Жофре перенастроил станнер, прежде чем убрать его в кобуру, висевшую на непривычном для него наружном поясе. Перед выходом он переоделся в новую одежду и горько пожалел об утрате блузы с широкими рукавами, но оставил пояс, на котором всегда висело оружие. Оставшись вооруженным лишь кинжалом да этим станнером, он должен был проявлять удвоенную осторожность.
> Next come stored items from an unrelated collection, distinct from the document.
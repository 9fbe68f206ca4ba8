use core::fmt;

pub type Result<T> = core::result::Result<T, Error>;

#[derive(Debug)]
pub enum Error {
    /// Term count outside `1..=i64::MAX`.
    InvalidTerms { terms: u64 },
    /// Worker count outside `1..=terms`.
    InvalidWorkers { workers: usize, terms: u64 },
    /// A build-time setting that does not parse.
    InvalidSetting {
        name: &'static str,
        value: &'static str,
    },
    /// The worker pool could not be created.
    WorkerPool(rayon::ThreadPoolBuildError),
}

impl Error {
    pub fn is_config(&self) -> bool {
        !matches!(self, Error::WorkerPool(_))
    }
}

impl fmt::Display for Error {
    fn fmt(&self, f: &mut fmt::Formatter<'_>) -> fmt::Result {
        match self {
            Error::InvalidTerms { terms } => {
                write!(f, "invalid term count {terms}: expected 1 <= N <= {}", i64::MAX)
            }
            Error::InvalidWorkers { workers, terms } => {
                write!(f, "invalid worker count {workers}: expected 1 <= K <= N ({terms})")
            }
            Error::InvalidSetting { name, value } => {
                write!(f, "invalid build setting {name}={value:?}: expected a positive integer")
            }
            Error::WorkerPool(_) => f.write_str("failed to create worker pool"),
        }
    }
}

impl std::error::Error for Error {
    fn source(&self) -> Option<&(dyn std::error::Error + 'static)> {
        match self {
            Error::WorkerPool(e) => Some(e),
            _ => None,
        }
    }
}

impl From<rayon::ThreadPoolBuildError> for Error {
    fn from(e: rayon::ThreadPoolBuildError) -> Self {
        Error::WorkerPool(e)
    }
}

/// Check `1 <= terms <= i64::MAX`.
pub(crate) fn check_terms(terms: u64) -> Result<()> {
    if terms == 0 || terms > i64::MAX as u64 {
        return Err(Error::InvalidTerms { terms });
    }
    Ok(())
}

/// Check `1 <= workers <= terms`. Assumes `terms` already passed [`check_terms`].
pub(crate) fn check_workers(terms: u64, workers: usize) -> Result<()> {
    if workers == 0 || workers as u64 > terms {
        return Err(Error::InvalidWorkers { workers, terms });
    }
    Ok(())
}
Еще через два шага закатан подошел к двери в стене, преграждавшей путь. Она казалась такой же непроницаемой, как и заколоченные окна над ней, словно ее намертво запечатали.

Но офф–велдера это, как будто, ничуть не смутило. Выпустив когти своей почти невидимой левой руки, он поскреб дерево, поверхность которого от грязи стала похожей на губку.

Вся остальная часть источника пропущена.